What happens when you make an AI model teach itself? According to new research from Apple, the answer - at least for writing code - is a meaningful performance improvement with surprisingly little effort.
The paper, titled "Embarrassingly Simple Self-Distillation Improves Code Generation" and posted to arxiv on April 1, 2026, describes a technique where a model generates multiple attempts at the same coding problem, identifies the best-quality outputs (typically by running the code and checking whether it passes test cases), and then trains itself on those selected examples. The idea is that a model's best performances, used as training data, raise the floor on its average performance.
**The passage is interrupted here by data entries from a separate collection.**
//! Condition code to weather-icons class mapping.
//!
//! Codes follow the OpenWeather condition list: the hundreds digit names the
//! family (2xx thunderstorm, 3xx drizzle, 5xx rain, 6xx snow, 7xx atmosphere,
//! 80x clear/clouds, 9xx extreme).

/// Class prefix for the weather-icons font.
pub const ICON_NAMESPACE: &str = "wi wi-";

const CLEAR_SKY: i64 = 800;
const FALLBACK_ICON: &str = "cloudy";

/// Exact matches win over the family table.
fn exact_icon(code: i64) -> Option<&'static str> {
    let icon = match code {
        711 => "smoke",
        731 | 751 | 761 => "dust",
        762 => "volcano",
        771 => "strong-wind",
        781 | 900 => "tornado",
        800 => "sunny",
        801..=804 => "cloudy",
        901 | 902 => "hurricane",
        903 => "snowflake-cold",
        904 => "hot",
        905 => "windy",
        906 => "hail",
        _ => return None,
    };
    Some(icon)
}

fn family_icon(code: i64) -> Option<&'static str> {
    let icon = match code.div_euclid(100) {
        2 => "thunderstorm",
        3 => "sprinkle",
        5 => "rain",
        6 => "snow",
        7 => "fog",
        _ => return None,
    };
    Some(icon)
}

/// Atmosphere and extreme codes look the same by day and by night.
fn is_time_neutral(code: i64) -> bool {
    (700..800).contains(&code) || code >= 900
}

/// Resolves the icon class for a condition code.
///
/// Never fails: unknown codes render as `cloudy`. Clear sky always uses the
/// `day-` variant, even at night.
pub fn resolve_icon(code: i64, is_day: bool) -> String {
    let base = exact_icon(code)
        .or_else(|| family_icon(code))
        .unwrap_or(FALLBACK_ICON);

    if is_time_neutral(code) {
        return format!("{ICON_NAMESPACE}{base}");
    }

    let variant = if code == CLEAR_SKY || is_day { "day" } else { "night" };
    format!("{ICON_NAMESPACE}{variant}-{base}")
}

#[cfg(test)]
mod tests {
    use super::*;

    #[test]
    fn families_get_day_night_variants() {
        assert_eq!(resolve_icon(201, true), "wi wi-day-thunderstorm");
        assert_eq!(resolve_icon(201, false), "wi wi-night-thunderstorm");
        assert_eq!(resolve_icon(301, true), "wi wi-day-sprinkle");
        assert_eq!(resolve_icon(522, false), "wi wi-night-rain");
        assert_eq!(resolve_icon(600, true), "wi wi-day-snow");
        assert_eq!(resolve_icon(803, false), "wi wi-night-cloudy");
    }

    #[test]
    fn clear_sky_is_always_day() {
        assert_eq!(resolve_icon(800, true), "wi wi-day-sunny");
        assert_eq!(resolve_icon(800, false), "wi wi-day-sunny");
    }

    #[test]
    fn atmosphere_band_has_no_variant() {
        assert_eq!(resolve_icon(741, true), "wi wi-fog");
        assert_eq!(resolve_icon(741, false), "wi wi-fog");
        assert_eq!(resolve_icon(701, false), "wi wi-fog");
        assert_eq!(resolve_icon(711, true), "wi wi-smoke");
        assert_eq!(resolve_icon(781, false), "wi wi-tornado");
    }

    #[test]
    fn extreme_codes_have_no_variant() {
        assert_eq!(resolve_icon(905, true), "wi wi-windy");
        assert_eq!(resolve_icon(906, false), "wi wi-hail");
        assert_eq!(resolve_icon(950, true), "wi wi-cloudy");
        assert_eq!(resolve_icon(1200, false), "wi wi-cloudy");
    }

    #[test]
    fn unknown_codes_fall_back_to_cloudy() {
        assert_eq!(resolve_icon(0, true), "wi wi-day-cloudy");
        assert_eq!(resolve_icon(450, false), "wi wi-night-cloudy");
        assert_eq!(resolve_icon(-301, true), "wi wi-day-cloudy");
        assert_eq!(resolve_icon(899, false), "wi wi-night-cloudy");
    }

    #[test]
    fn every_code_resolves_to_a_namespaced_icon() {
        for code in -1_000..2_000 {
            for is_day in [true, false] {
                let icon = resolve_icon(code, is_day);
                assert!(icon.len() > ICON_NAMESPACE.len(), "code {code}");
                assert!(icon.starts_with(ICON_NAMESPACE));
                if is_time_neutral(code) {
                    assert!(!icon.contains("day-") && !icon.contains("night-"), "code {code}");
                }
            }
        }
        assert!(!resolve_icon(i64::MIN, true).is_empty());
        assert!(!resolve_icon(i64::MAX, false).is_empty());
    }
}
//! End-to-end pipeline tests against mock HTTP servers.

use std::sync::Arc;
use std::time::Duration;

use chrono::{DateTime, TimeZone, Utc};
use reqwest::Client;
use weatherpane_core::{
    BackgroundDirective, BackgroundPolicy, NormalizeError, PipelineError, PresentationPipeline,
    TemperatureUnit,
    background::{BackgroundAssets, HttpAssetProbe, Palette},
    error::Stage,
    location::IpInfoLocator,
    provider::openweather::OpenWeatherSource,
};
use wiremock::matchers::{method, path, query_param};
use wiremock::{Mock, MockServer, ResponseTemplate};

const SUNRISE: i64 = 1_707_116_400; // 2024-02-05 07:00 UTC
const SUNSET: i64 = 1_707_152_400; // 2024-02-05 17:00 UTC

fn weather_body() -> serde_json::Value {
    serde_json::json!({
        "coord": { "lon": -9.13, "lat": 38.71 },
        "name": "Lisbon",
        "sys": { "country": "PT", "sunrise": SUNRISE, "sunset": SUNSET },
        "main": { "temp": 16.2, "humidity": 77 },
        "wind": { "speed": 5.1 },
        "weather": [
            { "id": 803, "main": "Clouds", "description": "broken clouds", "icon": "04d" }
        ]
    })
}

fn noon() -> DateTime<Utc> {
    Utc.with_ymd_and_hms(2024, 2, 5, 12, 0, 0).unwrap()
}

async fn mount_location(server: &MockServer) {
    Mock::given(method("GET"))
        .and(path("/json"))
        .respond_with(ResponseTemplate::new(200).set_body_json(serde_json::json!({
            "ip": "203.0.113.9",
            "city": "Lisbon",
            "country": "PT"
        })))
        .mount(server)
        .await;
}

async fn mount_weather(server: &MockServer, body: serde_json::Value) {
    Mock::given(method("GET"))
        .and(path("/data/2.5/weather"))
        .and(query_param("q", "Lisbon,PT"))
        .and(query_param("appid", "TEST_KEY"))
        .and(query_param("units", "metric"))
        .and(query_param("lang", "en"))
        .respond_with(ResponseTemplate::new(200).set_body_json(body))
        .mount(server)
        .await;
}

// Each mounted image must be requested exactly once per run, whatever the phase.
async fn mount_image(server: &MockServer, image_path: &str) {
    Mock::given(method("GET"))
        .and(path(image_path))
        .respond_with(ResponseTemplate::new(200).set_body_raw(vec![0xFF, 0xD8, 0xFF], "image/jpeg"))
        .expect(1)
        .mount(server)
        .await;
}

fn pipeline(server: &MockServer) -> PresentationPipeline {
    let http = Client::new();
    let base = server.uri();

    let policy = BackgroundPolicy::new(
        BackgroundAssets {
            day_image: format!("{base}/img/day.jpg"),
            night_image: format!("{base}/img/night.jpg"),
        },
        Palette::default(),
    )
    .with_probe_timeout(Duration::from_secs(2));

    PresentationPipeline::new(
        Arc::new(IpInfoLocator::new(format!("{base}/json"), http.clone())),
        Arc::new(OpenWeatherSource::new(
            "TEST_KEY".to_string(),
            format!("{base}/data/2.5/weather"),
            http.clone(),
        )),
        Arc::new(HttpAssetProbe::new(http)),
        policy,
    )
    .with_units(TemperatureUnit::Celsius, TemperatureUnit::Celsius)
}

#[tokio::test]
async fn renders_weather_and_day_background() {
    let server = MockServer::start().await;
    mount_location(&server).await;
    mount_weather(&server, weather_body()).await;
    mount_image(&server, "/img/day.jpg").await;
    mount_image(&server, "/img/night.jpg").await;

    let session = pipeline(&server).run(&noon()).await.expect("pipeline should succeed");

    let p = &session.presentation;
    assert_eq!(session.location.query(), "Lisbon,PT");
    assert_eq!(p.location_label, "Lisbon, PT");
    assert_eq!(p.temperature_label, "17°C");
    assert_eq!(p.description, "broken clouds");
    assert_eq!(p.icon_class, "wi wi-day-cloudy");
    assert_eq!(p.current_time_label, "12:00 PM");
    assert_eq!(p.sunrise_label, "7:00 AM");
    assert_eq!(p.sunset_label, "5:00 PM");
    assert_eq!(p.humidity_label, "77%");
    assert_eq!(p.wind_label, "5.1 m/s");

    let background = session.background.resolve().await;
    assert_eq!(
        background,
        BackgroundDirective::Image(format!("{}/img/day.jpg", server.uri()))
    );
}

#[tokio::test]
async fn missing_day_image_falls_back_to_afternoon_color() {
    let server = MockServer::start().await;
    mount_location(&server).await;
    mount_weather(&server, weather_body()).await;
    // Night image exists but it is daytime.
    mount_image(&server, "/img/night.jpg").await;

    let session = pipeline(&server).run(&noon()).await.unwrap();
    let background = session.background.resolve().await;

    assert_eq!(background, BackgroundDirective::Color("#87CEEB".to_string()));
}

#[tokio::test]
async fn non_image_asset_counts_as_missing() {
    let server = MockServer::start().await;
    mount_location(&server).await;
    mount_weather(&server, weather_body()).await;
    Mock::given(method("GET"))
        .and(path("/img/night.jpg"))
        .respond_with(ResponseTemplate::new(200).set_body_string("<html>not found</html>"))
        .mount(&server)
        .await;

    let evening = Utc.with_ymd_and_hms(2024, 2, 5, 19, 0, 0).unwrap();
    let session = pipeline(&server).run(&evening).await.unwrap();

    assert_eq!(
        session.background.resolve().await,
        BackgroundDirective::Color("#FF4500".to_string())
    );
}

#[tokio::test]
async fn location_failure_halts_before_weather_request() {
    let server = MockServer::start().await;
    Mock::given(method("GET"))
        .and(path("/json"))
        .respond_with(ResponseTemplate::new(500).set_body_string("upstream down"))
        .mount(&server)
        .await;
    Mock::given(method("GET"))
        .and(path("/data/2.5/weather"))
        .respond_with(ResponseTemplate::new(200).set_body_json(weather_body()))
        .expect(0)
        .mount(&server)
        .await;

    let err = pipeline(&server).run(&noon()).await.unwrap_err();

    assert!(err.is_network());
    match err {
        PipelineError::HttpStatus { stage, status, body } => {
            assert_eq!(stage, Stage::Location);
            assert_eq!(status.as_u16(), 500);
            assert_eq!(body, "upstream down");
        }
        other => panic!("expected HttpStatus, got {other:?}"),
    }
}

#[tokio::test]
async fn location_without_city_is_malformed() {
    let server = MockServer::start().await;
    Mock::given(method("GET"))
        .and(path("/json"))
        .respond_with(ResponseTemplate::new(200).set_body_json(serde_json::json!({
            "ip": "203.0.113.9",
            "country": "PT"
        })))
        .mount(&server)
        .await;

    let err = pipeline(&server).run(&noon()).await.unwrap_err();

    assert!(matches!(
        err,
        PipelineError::MalformedResponse { stage: Stage::Location, .. }
    ));
    assert!(err.to_string().contains("city"));
}

#[tokio::test]
async fn weather_without_conditions_is_rejected() {
    let server = MockServer::start().await;
    mount_location(&server).await;

    let mut body = weather_body();
    body["weather"] = serde_json::json!([]);
    mount_weather(&server, body).await;

    let err = pipeline(&server).run(&noon()).await.unwrap_err();

    assert!(!err.is_network());
    assert!(matches!(
        err,
        PipelineError::Normalize(NormalizeError::EmptyConditions)
    ));
}

#[tokio::test]
async fn weather_error_status_is_reported_with_body() {
    let server = MockServer::start().await;
    mount_location(&server).await;
    Mock::given(method("GET"))
        .and(path("/data/2.5/weather"))
        .respond_with(
            ResponseTemplate::new(401).set_body_string(r#"{"cod":401,"message":"Invalid API key"}"#),
        )
        .mount(&server)
        .await;

    let err = pipeline(&server).run(&noon()).await.unwrap_err();

    let msg = err.to_string();
    assert!(msg.contains("weather request failed with status 401"));
    assert!(msg.contains("Invalid API key"));
}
Self-distillation is the technical term here - "distillation" in machine learning means transferring knowledge from one model into another, and "self" means the teacher and student are the same model. The phrase "embarrassingly simple" in the title is academic shorthand for: we expected this to be harder, and the results surprised us.
What makes the approach practically interesting is that it requires no additional labeled training data - the model generates its own training examples from problems it already knows how to approach. That lowers the cost and complexity of fine-tuning (customizing) a model for coding tasks significantly.
Apple publishing this kind of research suggests the company is investing seriously in code generation at a technical level - likely aimed at Xcode integrations or on-device developer tooling. They're not competing with Cursor or GitHub Copilot in the market today, but foundational research like this is how product capabilities eventually get built.
For developers already using AI coding assistants, nothing changes today. But iterative techniques like this - applied quietly between major model releases - are how tools that already feel capable keep getting noticeably better at producing code that actually runs.